◆ **Task brief**: Where does "Option" appear in the data? Return each line that holds it.

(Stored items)
//! Character-level lexing: line splicing, comment stripping, and per-line
//! tokenization with maximal-munch punctuators.
//!
//! The pipeline runs in the order mandated by the phases of translation:
//! splices first (so a `\`-newline inside a token or comment works), then
//! comment removal, then tokenization of each logical line.

use crate::token::{Token, TokenKind, is_identifier_continue, is_identifier_start, is_keyword};

/// Remove backslash-newline splices and normalize line terminators to `\n`.
///
/// A `\` immediately followed by `\r\n`, `\r` or `\n` disappears together
/// with exactly one line terminator, so a splice masks only one succeeding
/// newline.
pub fn splice(input: &str) -> String {
    splice_with_lines(input).0
}

/// [`splice`], plus a map from logical lines to physical lines: the n-th
/// entry is the 1-based physical line the n-th logical line starts on.
/// Splices advance the physical count without opening a new logical line,
/// so tokens after a continuation keep their pre-splice line numbers.
pub fn splice_with_lines(input: &str) -> (String, Vec<u32>) {
    let chars: Vec<char> = input.chars().collect();
    let mut out = String::with_capacity(input.len());
    let mut starts: Vec<u32> = Vec::new();
    let mut physical: u32 = 1;
    let mut at_line_start = true;
    let mut i = 0;
    while i < chars.len() {
        if at_line_start {
            starts.push(physical);
            at_line_start = false;
        }
        if chars[i] == '\\' && matches!(chars.get(i + 1), Some('\n' | '\r')) {
            let term = chars[i + 1];
            i += 2;
            if term == '\r' && chars.get(i) == Some(&'\n') {
                i += 1;
            }
            physical += 1;
            continue;
        }
        if chars[i] == '\r' || chars[i] == '\n' {
            if chars[i] == '\r' && chars.get(i + 1) == Some(&'\n') {
                i += 1;
            }
            out.push('\n');
            physical += 1;
            at_line_start = true;
            i += 1;
            continue;
        }
        out.push(chars[i]);
        i += 1;
    }
    (out, starts)
}

/// Replace comments with a single space, outside of string and character
/// literals. Newlines inside block comments are preserved so line numbers
/// stay stable. An unterminated literal stops masking at the end of its
/// line, matching the lexer's per-line resynchronization.
pub fn strip_comments(input: &str) -> String {
    let chars: Vec<char> = input.chars().collect();
    let mut out = String::with_capacity(input.len());
    let mut in_literal: Option<char> = None;
    let mut i = 0;
    while i < chars.len() {
        let c = chars[i];
        if let Some(quote) = in_literal {
            out.push(c);
            if c == '\\' && i + 1 < chars.len() {
                out.push(chars[i + 1]);
                i += 2;
                continue;
            }
            if c == quote || c == '\n' {
                in_literal = None;
            }
            i += 1;
        } else if c == '"' && raw_prefix_ends_at(&chars, i) {
            // raw string: copied verbatim, comment markers and quotes
            // inside are not markers
            match raw_string_end(&chars, i) {
                Some(end) => {
                    out.extend(chars[i..end].iter());
                    i = end;
                }
                None => {
                    in_literal = Some('"');
                    out.push(c);
                    i += 1;
                }
            }
        } else if c == '"' || c == '\'' {
            in_literal = Some(c);
            out.push(c);
            i += 1;
        } else if c == '/' && chars.get(i + 1) == Some(&'/') {
            out.push(' ');
            while i < chars.len() && chars[i] != '\n' {
                i += 1;
            }
        } else if c == '/' && chars.get(i + 1) == Some(&'*') {
            out.push(' ');
            i += 2;
            while i < chars.len() {
                if chars[i] == '*' && chars.get(i + 1) == Some(&'/') {
                    i += 2;
                    break;
                }
                if chars[i] == '\n' {
                    out.push('\n');
                }
                i += 1;
            }
        } else {
            out.push(c);
            i += 1;
        }
    }
    out
}

/// Identifier spellings that open a raw string when a `"` follows.
fn is_raw_string_prefix(text: &str) -> bool {
    matches!(text, "R" | "LR" | "uR" | "UR" | "u8R")
}

/// True if the `"` at `quote` is preceded by a raw string prefix that is
/// not the tail of a longer identifier.
fn raw_prefix_ends_at(chars: &[char], quote: usize) -> bool {
    if quote == 0 || chars[quote - 1] != 'R' {
        return false;
    }
    let r = quote - 1;
    let start = if r >= 2 && chars[r - 2] == 'u' && chars[r - 1] == '8' {
        r - 2
    } else if r >= 1 && matches!(chars[r - 1], 'u' | 'U' | 'L') {
        r - 1
    } else {
        r
    };
    start == 0 || !is_identifier_continue(chars[start - 1])
}

/// End (exclusive) of the raw string whose opening `"` is at `quote`:
/// `R"delim( ... )delim"` closes at the first `)delim"`. `None` when the
/// delimiter is malformed or the literal never closes in `chars`.
fn raw_string_end(chars: &[char], quote: usize) -> Option<usize> {
    let mut open = quote + 1;
    while open < chars.len() && chars[open] != '(' {
        if chars[open] == '"' || chars[open] == '\\' || chars[open] == '\n' {
            return None;
        }
        open += 1;
    }
    if open >= chars.len() {
        return None;
    }
    let mut closer = vec![')'];
    closer.extend_from_slice(&chars[quote + 1..open]);
    closer.push('"');
    let mut k = open + 1;
    while k + closer.len() <= chars.len() {
        if chars[k..k + closer.len()] == closer[..] {
            return Some(k + closer.len());
        }
        k += 1;
    }
    None
}

/// The C++ punctuator set, longest spellings first for maximal munch.
const PUNCTUATORS: &[&str] = &[
    "%:%:", // digraph ##
    "...", "<<=", ">>=", "->*", "<=>", "##", "::", "->", "++", "--", "<<", ">>", "<=", ">=", "==",
    "!=", "&&", "||", "+=", "-=", "*=", "/=", "%=", "&=", "|=", "^=", ".*", "<%", "%>", "<:", ":>",
    "%:", "{", "}", "[", "]", "(", ")", ";", ":", "?", ".", "~", "!", "+", "-", "*", "/", "%", "^",
    "&", "|", "=", "<", ">", ",", "#",
];

fn match_punctuator(chars: &[char], at: usize) -> Option<&'static str> {
    PUNCTUATORS
        .iter()
        .find(|p| {
            p.chars()
                .enumerate()
                .all(|(k, pc)| chars.get(at + k) == Some(&pc))
        })
        .copied()
}

/// Tokenize one logical line.
///
/// Comments must already be stripped. Unterminated string/char literals do
/// not abort lexing: the partial text is emitted as an [`TokenKind::Unknown`]
/// token and scanning resumes at the line end.
pub fn tokenize(line: &str, line_no: u32) -> Vec<Token> {
    let chars: Vec<char> = line.chars().collect();
    let mut tokens = Vec::new();
    let mut space = false;
    let mut i = 0;

    while i < chars.len() {
        let c = chars[i];
        if c.is_whitespace() {
            space = true;
            i += 1;
            continue;
        }
        let column = (i + 1) as u32;

        if is_identifier_start(c) {
            let start = i;
            while i < chars.len() && is_identifier_continue(chars[i]) {
                i += 1;
            }
            let text: String = chars[start..i].iter().collect();
            // a raw string literal, prefix included, is one String token
            // with no escape processing
            if is_raw_string_prefix(&text)
                && chars.get(i) == Some(&'"')
                && let Some(end) = raw_string_end(&chars, i)
            {
                let full: String = chars[start..end].iter().collect();
                tokens.push(Token::new(full, TokenKind::String, line_no, column, space));
                i = end;
                space = false;
                continue;
            }
            let kind = if is_keyword(&text) {
                TokenKind::Keyword
            } else {
                TokenKind::Identifier
            };
            tokens.push(Token::new(text, kind, line_no, column, space));
        } else if c.is_ascii_digit()
            || (c == '.' && chars.get(i + 1).is_some_and(char::is_ascii_digit))
        {
            // pp-number: digits, identifier characters, '.', and exponent
            // signs after e/E/p/P. This keeps "0x" together so pasting
            // 0x##cf can form a single literal again.
            let start = i;
            i += 1;
            while i < chars.len() {
                let d = chars[i];
                if is_identifier_continue(d) || d == '.' {
                    i += 1;
                    if matches!(d, 'e' | 'E' | 'p' | 'P')
                        && matches!(chars.get(i), Some(&('+' | '-')))
                    {
                        i += 1;
                    }
                } else {
                    break;
                }
            }
            let text: String = chars[start..i].iter().collect();
            tokens.push(Token::new(text, TokenKind::Number, line_no, column, space));
        } else if c == '"' || c == '\'' {
            let quote = c;
            let start = i;
            i += 1;
            let mut terminated = false;
            while i < chars.len() {
                let d = chars[i];
                if d == '\\' && i + 1 < chars.len() {
                    i += 2;
                    continue;
                }
                i += 1;
                if d == quote {
                    terminated = true;
                    break;
                }
            }
            let text: String = chars[start..i].iter().collect();
            let kind = if !terminated {
                TokenKind::Unknown
            } else if quote == '"' {
                TokenKind::String
            } else {
                TokenKind::CharLiteral
            };
            tokens.push(Token::new(text, kind, line_no, column, space));
        } else if let Some(punct) = match_punctuator(&chars, i) {
            i += punct.chars().count();
            tokens.push(Token::new(
                punct,
                TokenKind::Punctuator,
                line_no,
                column,
                space,
            ));
        } else {
            i += 1;
            tokens.push(Token::new(
                c.to_string(),
                TokenKind::Unknown,
                line_no,
                column,
                space,
            ));
        }
        space = false;
    }
    tokens
}

#[cfg(test)]
mod tests {
    use super::*;

    fn values(tokens: &[Token]) -> Vec<&str> {
        tokens.iter().map(|t| t.value.as_str()).collect()
    }

    #[test]
    fn splice_masks_one_terminator_per_style() {
        assert_eq!(splice("line\\\r\nline"), "lineline");
        assert_eq!(splice("line\\\rline"), "lineline");
        assert_eq!(splice("line\\\nline"), "lineline");
        assert_eq!(splice("line\\\n    line"), "line    line");
        // only one newline is masked
        assert_eq!(splice("a\\\n\nb"), "a\nb");
    }

    #[test]
    fn splice_normalizes_terminators() {
        assert_eq!(splice("a\r\nb\rc\nd"), "a\nb\nc\nd");
    }

    #[test]
    fn stray_backslash_is_kept() {
        assert_eq!(splice("a\\b"), "a\\b");
    }

    #[test]
    fn splice_tracks_physical_line_starts() {
        let (text, starts) = splice_with_lines("a\\\nb\nc");
        assert_eq!(text, "ab\nc");
        assert_eq!(starts, [1, 3]);

        let (_, starts) = splice_with_lines("x\ny\nz");
        assert_eq!(starts, [1, 2, 3]);

        let (text, starts) = splice_with_lines("a\\\r\nb\\\rc\nd");
        assert_eq!(text, "abc\nd");
        assert_eq!(starts, [1, 4]);
    }

    #[test]
    fn comments_become_a_space() {
        assert_eq!(strip_comments("a// tail"), "a ");
        assert_eq!(strip_comments("a/* x */b"), "a b");
        assert_eq!(strip_comments("a/* 1\n2 */b"), "a \nb");
    }

    #[test]
    fn comment_markers_inside_strings_survive() {
        assert_eq!(strip_comments("\" /a/path/*\""), "\" /a/path/*\"");
        assert_eq!(strip_comments("'/' // x"), "'/' ");
    }

    #[test]
    fn unterminated_string_stops_at_line_end() {
        assert_eq!(strip_comments("\"open\n// real comment"), "\"open\n ");
    }

    #[test]
    fn maximal_munch_punctuators() {
        assert_eq!(values(&tokenize("a<<=b", 1)), ["a", "<<=", "b"]);
        assert_eq!(values(&tokenize("a##b", 1)), ["a", "##", "b"]);
        assert_eq!(values(&tokenize("x...y", 1)), ["x", "...", "y"]);
        assert_eq!(values(&tokenize("a<b", 1)), ["a", "<", "b"]);
    }

    #[test]
    fn pp_numbers_stay_whole() {
        assert_eq!(values(&tokenize("0x 0xcf 3.14f 1e+3", 1)), [
            "0x", "0xcf", "3.14f", "1e+3"
        ]);
        let tokens = tokenize("1+2", 1);
        assert_eq!(values(&tokens), ["1", "+", "2"]);
    }

    #[test]
    fn adjacency_flag() {
        let tokens = tokenize("m ()", 1);
        assert_eq!(values(&tokens), ["m", "(", ")"]);
        assert!(tokens[1].has_space_before);
        assert!(!tokens[2].has_space_before);

        let tokens = tokenize("m()", 1);
        assert!(!tokens[1].has_space_before);
    }

    #[test]
    fn string_and_char_literals() {
        let tokens = tokenize(r#""he\"llo" 'a'"#, 1);
        assert_eq!(tokens[0].kind, TokenKind::String);
        assert_eq!(tokens[0].value, r#""he\"llo""#);
        assert_eq!(tokens[1].kind, TokenKind::CharLiteral);
    }

    #[test]
    fn raw_string_literals() {
        let tokens = tokenize(r#"auto s = R"(say "hi)"; int keep;"#, 1);
        assert_eq!(values(&tokens), [
            "auto",
            "s",
            "=",
            r#"R"(say "hi)""#,
            ";",
            "int",
            "keep",
            ";"
        ]);
        assert_eq!(tokens[3].kind, TokenKind::String);
    }

    #[test]
    fn raw_string_delimiters_and_prefixes() {
        let tokens = tokenize(r#"R"x(a)" b)x" u8R"(c)""#, 1);
        assert_eq!(values(&tokens), [r#"R"x(a)" b)x""#, r#"u8R"(c)""#]);

        // an identifier merely ending in R is not a raw string prefix
        let tokens = tokenize(r#"BIGR"s""#, 1);
        assert_eq!(values(&tokens), ["BIGR", "\"s\""]);
        assert_eq!(tokens[1].kind, TokenKind::String);
    }

    #[test]
    fn unclosed_raw_string_resynchronizes() {
        let tokens = tokenize(r#"R"(open"#, 1);
        assert_eq!(tokens[0].value, "R");
        assert_eq!(tokens.last().map(|t| t.kind), Some(TokenKind::Unknown));
    }

    #[test]
    fn raw_strings_shield_comment_stripping() {
        assert_eq!(
            strip_comments(r#"R"(keep /* this */)" // drop"#),
            r#"R"(keep /* this */)"  "#
        );
        assert_eq!(
            strip_comments(r#"R"(quote " inside)" /*x*/"#),
            r#"R"(quote " inside)" "#
        );
    }

    #[test]
    fn unterminated_literal_is_unknown() {
        let tokens = tokenize("\"open", 1);
        assert_eq!(tokens.len(), 1);
        assert_eq!(tokens[0].kind, TokenKind::Unknown);
    }

    #[test]
    fn keywords_are_tagged() {
        let tokens = tokenize("new B()", 1);
        assert_eq!(tokens[0].kind, TokenKind::Keyword);
        assert_eq!(tokens[1].kind, TokenKind::Identifier);
    }

    #[test]
    fn columns_are_one_based() {
        let tokens = tokenize("  ab cd", 3);
        assert_eq!(tokens[0].line, 3);
        assert_eq!(tokens[0].column, 3);
        assert_eq!(tokens[1].column, 6);
    }
}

◆ **Worked solution**:
    let mut in_literal: Option<char> = None;
fn raw_string_end(chars: &[char], quote: usize) -> Option<usize> {
fn match_punctuator(chars: &[char], at: usize) -> Option<&'static str> {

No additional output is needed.